Susan stared at him, feeling the tart taste of desire on her tongue, the slow, heated coiling in her abdomen and thighs.
“Are you all right?” he asked softly. “I thought you might be nervous, after the tornado.”
She sat up, pushing her tousled hair away from her face. “I’m fine. I was a little startled when it first woke me, but I’m not frightened.”
“Good,” he said, and started to leave the room.
“Cord, wait!” she called, not planning to say the words, but they burst out of her anyway. He hesitated and turned back to her, standing silently, waiting. “I think it’s time to talk,” she ventured.
“All right.” He moved his shoulders in a strange manner, as if bracing himself. “I’ll go put on some pants and be back.”
“No.” Again she stopped him, holding her hand out to him. “There’s no need, is there?”
“I didn’t think so,” he returned. “But I wasn’t sure how you felt.”
“I feel the same… Please, sit on the bed.” She moved to one side and pulled the covers about her waist, sitting up in the circle of them.
He dropped down to her bed, confiscated one of her pillows and stuffed it behind his back, stretched his long legs out on the mattress and turned on the lamp. “If we’re going to talk, I’m going to be comfortable, and I want to be able to see you.”
She tucked her legs under her, trying not to stare at the wonderfully masculine form sprawled in front of her. She couldn’t imagine a man made any mor
e beautifully. Every time she saw him, she only admired him the more; he seemed to improve with age. But his body was distracting her, and she forced herself to look at his face. The small, knowing, infinitely pleased smile that lurked on his lips made her flush; then she laughed a little at herself.
“I’m sorry. You have a knack for making me blush.”
“I should be blushing, if I’m reading your mind correctly.”
He was, and they both knew it. She quickly sought control, and found it. This was far too important for her to let herself be sidetracked. “Before I say anything else, we might as well get one thing out of the way. I love you. If you can’t deal with that, if it makes you uncomfortable, then we have nothing to talk about. You might as well go back to your own room.”
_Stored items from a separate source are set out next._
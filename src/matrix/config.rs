use std::collections::HashMap;

use crate::domain::{AllocationMethod, ParameterRedef, Provider};
use crate::index::ImpactIndex;
use crate::results::SubResult;

/// Options of one matrix assembly.
#[derive(Debug, Clone, Default)]
pub struct MatrixConfig {
    pub impact_index: ImpactIndex,
    /// Pre-solved sub-systems; their providers are written as a single
    /// column instead of being expanded.
    pub sub_results: HashMap<Provider, SubResult>,
    pub allocation: AllocationMethod,
    pub regionalized: bool,
    pub with_costs: bool,
    pub with_uncertainties: bool,
    pub redefs: Vec<ParameterRedef>,
}

impl MatrixConfig {
    pub fn new() -> Self {
        Self::default()
    }

    pub fn with_impacts(mut self, impact_index: ImpactIndex) -> Self {
        self.impact_index = impact_index;
        self
    }

    pub fn with_sub_results(mut self, sub_results: HashMap<Provider, SubResult>) -> Self {
        self.sub_results = sub_results;
        self
    }

    pub fn with_allocation(mut self, method: AllocationMethod) -> Self {
        self.allocation = method;
        self
    }

    pub fn with_regionalization(mut self, regionalized: bool) -> Self {
        self.regionalized = regionalized;
        self
    }

    pub fn with_costs(mut self, with_costs: bool) -> Self {
        self.with_costs = with_costs;
        self
    }

    pub fn with_uncertainties(mut self, with_uncertainties: bool) -> Self {
        self.with_uncertainties = with_uncertainties;
        self
    }

    pub fn with_redefs(mut self, redefs: Vec<ParameterRedef>) -> Self {
        self.redefs = redefs;
        self
    }

    pub fn has_impacts(&self) -> bool {
        !self.impact_index.is_empty()
    }
}
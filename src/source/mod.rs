//! The persistence seam.
//!
//! The engine never talks to a database directly; it reads snapshot records
//! through [`MatrixSource`]. All calls are batched by id.

pub mod cache;
pub mod memory;

use anyhow::Result;
use async_trait::async_trait;
use std::collections::HashMap;

use crate::domain::{
    AllocationFactor, CalcExchange, CalcImpactFactor, ImpactId, Parameter, ParameterContext,
    ProcessId, ProviderInfo,
};

pub use cache::{MatrixCache, ProviderTable};
pub use memory::InMemorySource;

#[async_trait]
pub trait MatrixSource: Send + Sync {
    /// All rows of the provider table.
    async fn providers(&self) -> Result<Vec<ProviderInfo>>;

    /// Exchanges of the given processes. Processes without exchanges may be
    /// missing from the returned map.
    async fn exchanges(&self, processes: &[ProcessId]) -> Result<HashMap<ProcessId, Vec<CalcExchange>>>;

    async fn impact_factors(&self, impacts: &[ImpactId]) -> Result<HashMap<ImpactId, Vec<CalcImpactFactor>>>;

    /// Global parameters plus the local parameters of the given contexts.
    async fn parameters(&self, contexts: &[ParameterContext]) -> Result<Vec<Parameter>>;

    async fn allocation_factors(
        &self,
        processes: &[ProcessId],
    ) -> Result<HashMap<ProcessId, Vec<AllocationFactor>>>;
}
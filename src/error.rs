use thiserror::Error;

/// Failures that abort a calculation.
///
/// Per-cell and per-branch problems (formula failures, a failed exchange
/// fetch during graph resolution) are logged and absorbed where they occur
/// and never show up here.
#[derive(Debug, Error)]
pub enum CalcError {
    #[error("Singular system: {0}")]
    SingularSystem(String),

    #[error("Dimension mismatch: {0}")]
    DimensionMismatch(String),

    #[error("Configuration error: {0}")]
    Configuration(String),

    #[error("Data source error: {0}")]
    Source(#[from] anyhow::Error),

    #[error("Calculation task failed: {0}")]
    Task(String),
}

pub type CalcResult<T> = Result<T, CalcError>;

impl From<tokio::task::JoinError> for CalcError {
    fn from(error: tokio::task::JoinError) -> Self {
        CalcError::Task(error.to_string())
    }
}
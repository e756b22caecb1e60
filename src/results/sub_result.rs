use serde::{Deserialize, Serialize};

use super::SolutionProvider;
use crate::domain::{FlowId, LocationId};

/// Snapshot of a solved system that can be linked into another system as
/// a pre-solved provider. Its column is written literally: the reference
/// amount on the diagonal, the total flows into B and the total costs
/// into the cost vector.
#[derive(Debug, Clone, PartialEq, Serialize, Deserialize)]
pub struct SubResult {
    pub reference_amount: f64,
    pub flows: Vec<SubResultFlow>,
    #[serde(default)]
    pub total_costs: f64,
}

#[derive(Debug, Clone, Copy, PartialEq, Serialize, Deserialize)]
pub struct SubResultFlow {
    pub flow_id: FlowId,
    pub location_id: Option<LocationId>,
    pub is_input: bool,
    pub amount: f64,
}

impl SubResult {
    pub fn of(solution: &dyn SolutionProvider) -> Self {
        let totals = solution.total_flows();
        let flows = solution
            .flow_index()
            .flows()
            .iter()
            .enumerate()
            .filter_map(|(row, flow)| {
                let amount = totals.get(row).copied().unwrap_or(0.0);
                (amount != 0.0).then_some(SubResultFlow {
                    flow_id: flow.flow_id,
                    location_id: flow.location_id,
                    is_input: flow.is_input,
                    amount,
                })
            })
            .collect();

        Self {
            reference_amount: solution.total_requirements_of(0),
            flows,
            total_costs: solution.total_costs(),
        }
    }
}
He didn’t move an inch from his comfortable position. “I’ve known for some time,” he said, his eyes darker than she’d ever seen them before. “I knew the first time I made love with you. If you hadn’t loved me, you never would have stripped for me like that, or put yourself in my hands so completely.”
“But you couldn’t trust me? You left me in the dark, knowing how much I was worrying, how it tore me apart to have to fight you?” A jagged edge of pain tore into her again just at the memory, and she drew a quick breath, fighting to keep from falling apart, but still the hurt was evident in her voice.
“In my defense, let me say that I hadn’t expected you. You blindsided me, sweetheart, and I’ve been floundering ever since. Except for my parents, I can’t say that I’ve ever known anyone I could trust until I met you, and so many years had passed since I’d been able to turn my back to anyone that I couldn’t let myself believe it. You defended Preston so stubbornly, even though you said you loved me; how could I be sure you wouldn’t run and tell him immediately if I let it slip that I wasn’t trying to bankrupt the company, only to pressure him into selling enough stock for me to have the majority?”
“Don’t you see?” she cried. “I defended Preston precisely because I thought you were trying to bankrupt him to get revenge for Judith!”